At his trial, Moore’s criminal defense attorney asked the court to suppress the crack cocaine evidence and argued that it was seized in violation of Moore’s Fourth Amendment rights. The court rejected the argument and denied Moore’s lawyer’s motion to suppress, and Moore was convicted.
Moore and his lawyer appealed and continued to appeal until the case was heard by the Virginia Supreme Court where their persistence paid off. The Virginia Supreme Court ruled that it was unconstitutional for the crack cocaine evidence to be used against Moore during his criminal trial and cited the United States Supreme Court’s 1998 opinion in Knowles v. Iowa, 525 U.S. 113 (1998). In Knowles, the U.S. Supreme Court found that police did not have the authority to search the car of a man who was stopped for a minor traffic violation, punishable by only a citation. Lawyers for the state of Virginia argued that Moore’s case was different because he was under arrest at the time of the search.

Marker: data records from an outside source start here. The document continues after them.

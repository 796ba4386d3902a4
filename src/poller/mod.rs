//! The cross-account poller.
//!
//! Each tick is an independent run through
//! `Idle -> AssumingRole -> Querying -> Filtering -> Publishing -> Idle`.
//! A failure to assume the role or query the trail ends the run in `Failed`
//! after a critical self-notification; the tick itself still completes.
//!
//! The lookup window is re-derived on every tick as `[now - lookback, now]`.
//! Nothing is remembered between ticks, so ticks closer together than the
//! lookback re-detect the same records, and ticks further apart than the
//! lookback skip the records in between.

pub mod cloudtrail;
pub mod sts;

#[cfg(any(test, feature = "test-utils"))]
pub mod test_utils;

use crate::core::{AuditTrail, CrossAccountAccess, LookupQuery, RawEvent};
use crate::matching::{matches, MatchRule};
use crate::normalize::normalize;
use crate::notification::{DispatchError, Dispatcher, NotificationChannel, Severity};
use chrono::{DateTime, Utc};
use std::fmt;
use std::sync::Arc;
use std::time::Instant;
use thiserror::Error;
use tracing::{debug, error, info, instrument, warn};

/// CloudTrail event history retention; lookups never reach further back.
pub const MAX_LOOKBACK: std::time::Duration = std::time::Duration::from_secs(90 * 24 * 60 * 60);

/// The states a single poll run moves through.
#[derive(Debug, Clone, Copy, PartialEq, Eq)]
pub enum PollState {
    Idle,
    AssumingRole,
    Querying,
    Filtering,
    Publishing,
    Failed,
}

impl fmt::Display for PollState {
    fn fmt(&self, f: &mut fmt::Formatter<'_>) -> fmt::Result {
        let name = match self {
            PollState::Idle => "idle",
            PollState::AssumingRole => "assuming_role",
            PollState::Querying => "querying",
            PollState::Filtering => "filtering",
            PollState::Publishing => "publishing",
            PollState::Failed => "failed",
        };
        f.write_str(name)
    }
}

#[derive(Debug, Error)]
pub enum PollError {
    #[error("failed to assume role {role_arn}: {source:#}")]
    CredentialAssumption {
        role_arn: String,
        #[source]
        source: anyhow::Error,
    },

    #[error("audit trail lookup failed: {0:#}")]
    AuditQuery(#[source] anyhow::Error),
}

/// The time span queried by one tick.
#[derive(Debug, Clone, Copy, PartialEq, Eq)]
pub struct PollWindow {
    pub start: DateTime<Utc>,
    pub end: DateTime<Utc>,
    /// Latest event time seen in this window; never carried to the next tick.
    pub last_seen_event_time: Option<DateTime<Utc>>,
}

impl PollWindow {
    /// The window `[now - lookback, now]`.
    ///
    /// A lookback longer than `MAX_LOOKBACK` is clamped to it.
    pub fn ending_at(now: DateTime<Utc>, lookback: std::time::Duration) -> Self {
        let lookback = if lookback > MAX_LOOKBACK {
            warn!(
                requested = lookback.as_secs(),
                max = MAX_LOOKBACK.as_secs(),
                "Lookback exceeds the audit trail's retention, clamping."
            );
            MAX_LOOKBACK
        } else {
            lookback
        };
        let span = chrono::Duration::from_std(lookback).unwrap_or_else(|_| chrono::Duration::days(90));
        Self {
            start: now.checked_sub_signed(span).unwrap_or(DateTime::<Utc>::MIN_UTC),
            end: now,
            last_seen_event_time: None,
        }
    }

    pub fn contains(&self, time: DateTime<Utc>) -> bool {
        self.start <= time && time <= self.end
    }

    fn observe(&mut self, time: Option<DateTime<Utc>>) {
        if let Some(time) = time {
            if self.last_seen_event_time.map_or(true, |seen| time > seen) {
                self.last_seen_event_time = Some(time);
            }
        }
    }
}

/// A publish failure for one record of a run.
#[derive(Debug)]
pub struct RecordFailure {
    /// Position of the record in the lookup result.
    pub index: usize,
    pub event_name: String,
    pub error: DispatchError,
}

#[derive(Debug)]
pub enum PollOutcome {
    Completed,
    Failed { stage: PollState, error: PollError },
}

/// What a single tick did.
#[derive(Debug)]
pub struct PollReport {
    pub window: PollWindow,
    pub outcome: PollOutcome,
    /// Records returned by the lookup.
    pub fetched: usize,
    /// Records that passed the matcher.
    pub matched: usize,
    /// Message ids of published alerts, in record order.
    pub published: Vec<String>,
    pub failures: Vec<RecordFailure>,
    /// Always `Idle`: every run returns to idle.
    pub final_state: PollState,
}

impl PollReport {
    fn new(window: PollWindow) -> Self {
        Self {
            window,
            outcome: PollOutcome::Completed,
            fetched: 0,
            matched: 0,
            published: Vec::new(),
            failures: Vec::new(),
            final_state: PollState::Idle,
        }
    }

    pub fn is_failed(&self) -> bool {
        matches!(self.outcome, PollOutcome::Failed { .. })
    }

    /// A JSON summary for invocation responses.
    pub fn summary(&self) -> serde_json::Value {
        let (status, stage, error) = match &self.outcome {
            PollOutcome::Completed => ("completed", None, None),
            PollOutcome::Failed { stage, error } => {
                ("failed", Some(stage.to_string()), Some(error.to_string()))
            }
        };
        serde_json::json!({
            "status": status,
            "failedStage": stage,
            "error": error,
            "windowStart": self.window.start.to_rfc3339(),
            "windowEnd": self.window.end.to_rfc3339(),
            "fetched": self.fetched,
            "matched": self.matched,
            "published": self.published,
            "publishFailures": self.failures.len(),
        })
    }
}

/// Settings for the cross-account lookup.
#[derive(Debug, Clone)]
pub struct PollerSettings {
    pub role_arn: String,
    pub external_id: String,
    pub session_name: String,
    pub event_source_filter: String,
    pub lookback: std::time::Duration,
    pub max_results: i32,
}

impl PollerSettings {
    pub fn from_config(config: &crate::config::PollerConfig) -> Self {
        Self {
            role_arn: config.role_arn.clone(),
            external_id: config.external_id.clone(),
            session_name: config.session_name.clone(),
            event_source_filter: config.event_source_filter.clone(),
            lookback: config.lookback(),
            max_results: config.max_results,
        }
    }

    /// The monitored account, parsed from `arn:<partition>:iam::<account>:role/<name>`.
    pub fn monitored_account(&self) -> Option<&str> {
        let mut parts = self.role_arn.split(':');
        let account = parts.nth(4)?;
        (account.len() == 12 && account.chars().all(|c| c.is_ascii_digit())).then_some(account)
    }
}

pub struct CrossAccountPoller {
    access: Arc<dyn CrossAccountAccess>,
    trail: Arc<dyn AuditTrail>,
    dispatcher: Arc<Dispatcher>,
    rule: MatchRule,
    channel: NotificationChannel,
    origin_label: String,
    function_label: String,
    settings: PollerSettings,
}

impl CrossAccountPoller {
    pub fn new(
        access: Arc<dyn CrossAccountAccess>,
        trail: Arc<dyn AuditTrail>,
        dispatcher: Arc<Dispatcher>,
        rule: MatchRule,
        origin_label: impl Into<String>,
        function_label: impl Into<String>,
        settings: PollerSettings,
    ) -> Self {
        let channel = dispatcher.channels().general.clone();
        Self {
            access,
            trail,
            dispatcher,
            rule,
            channel,
            origin_label: origin_label.into(),
            function_label: function_label.into(),
            settings,
        }
    }

    /// Runs one tick with the window ending now.
    pub async fn tick(&self) -> PollReport {
        self.run_tick(Utc::now()).await
    }

    /// Runs one tick with the window ending at `now`.
    #[instrument(skip(self), fields(origin = %self.origin_label))]
    pub async fn run_tick(&self, now: DateTime<Utc>) -> PollReport {
        let started = Instant::now();
        let mut window = PollWindow::ending_at(now, self.settings.lookback);
        let mut report = PollReport::new(window);
        debug!(state = %PollState::Idle, "Poll tick started.");

        // AssumingRole
        debug!(state = %PollState::AssumingRole, role_arn = %self.settings.role_arn);
        let credentials = match self
            .access
            .assume_role(
                &self.settings.role_arn,
                &self.settings.session_name,
                &self.settings.external_id,
            )
            .await
        {
            Ok(credentials) => credentials,
            Err(source) => {
                let error = PollError::CredentialAssumption {
                    role_arn: self.settings.role_arn.clone(),
                    source,
                };
                return self
                    .fail(report, PollState::AssumingRole, error, started)
                    .await;
            }
        };

        // Querying
        let query = LookupQuery {
            event_source: self.settings.event_source_filter.clone(),
            start_time: window.start,
            end_time: window.end,
            max_results: self.settings.max_results,
        };
        debug!(state = %PollState::Querying, start = %query.start_time, end = %query.end_time);
        let records = match self.trail.lookup_events(&credentials, &query).await {
            Ok(records) => records,
            Err(source) => {
                return self
                    .fail(report, PollState::Querying, PollError::AuditQuery(source), started)
                    .await;
            }
        };
        report.fetched = records.len();

        // Filtering
        let account = self.settings.monitored_account().map(str::to_string);
        let candidates: Vec<(usize, RawEvent)> = records
            .into_iter()
            .enumerate()
            .map(|(index, mut record)| {
                window.observe(record.event_time);
                if record.account_id.is_none() {
                    record.account_id = account.clone();
                }
                (index, RawEvent::Pulled(record))
            })
            .filter(|(_, event)| {
                let relevant = matches(event, &self.rule);
                if !relevant {
                    debug!(
                        event_name = event.event_name().unwrap_or("<none>"),
                        "Skipping non-matching record."
                    );
                }
                relevant
            })
            .collect();
        report.matched = candidates.len();
        report.window = window;
        debug!(
            state = %PollState::Filtering,
            fetched = report.fetched,
            matched = report.matched
        );
        metrics::counter!("events_received_total", "mode" => "poll").increment(report.fetched as u64);
        metrics::counter!("events_skipped_total", "mode" => "poll")
            .increment((report.fetched - report.matched) as u64);

        // Publishing
        for (index, event) in candidates {
            let alert = normalize(&event, &self.origin_label);
            info!(
                state = %PollState::Publishing,
                event_name = %alert.event_name,
                event_time = %alert.event_time,
                "Found zone change in monitored account."
            );
            match self.dispatcher.dispatch(&alert, &self.channel).await {
                Ok(message_id) => {
                    metrics::counter!("alerts_published_total", "mode" => "poll").increment(1);
                    report.published.push(message_id);
                }
                Err(error) => {
                    error!(index, event_name = %alert.event_name, error = %error, "Failed to publish alert; continuing with remaining records.");
                    metrics::counter!("alert_publish_failures_total", "mode" => "poll").increment(1);
                    report.failures.push(RecordFailure {
                        index,
                        event_name: alert.event_name,
                        error,
                    });
                }
            }
        }

        if report.matched == 0 {
            info!("No zone changes found in window.");
        }
        metrics::counter!("poll_runs_total", "outcome" => "completed").increment(1);
        metrics::histogram!("poll_tick_duration_seconds").record(started.elapsed().as_secs_f64());
        debug!(state = %PollState::Idle, "Poll tick finished.");
        report
    }

    async fn fail(
        &self,
        mut report: PollReport,
        stage: PollState,
        error: PollError,
        started: Instant,
    ) -> PollReport {
        error!(state = %PollState::Failed, %stage, error = %error, "Poll run failed.");
        self.dispatcher
            .notify(
                Severity::Critical,
                &self.function_label,
                &format!(
                    "Cross-account poll for {} failed while {}: {}",
                    self.origin_label, stage, error
                ),
            )
            .await;
        metrics::counter!("poll_runs_total", "outcome" => "failed").increment(1);
        metrics::histogram!("poll_tick_duration_seconds").record(started.elapsed().as_secs_f64());
        report.outcome = PollOutcome::Failed { stage, error };
        report.final_state = PollState::Idle;
        report
    }
}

When Moore’s case went to the U.S. Supreme Court, the justices found that Moore’s arrest had been legal and constitutional, although it was against Virginia state law and the search was conducted after he had been read his Miranda rights and placed under arrest, according to a report by Medill Journalism. The Supreme Court also found that the crack cocaine evidence was admissible.
Moore’s criminal conviction on the drug charge and sentence of three and a half years in prison was upheld.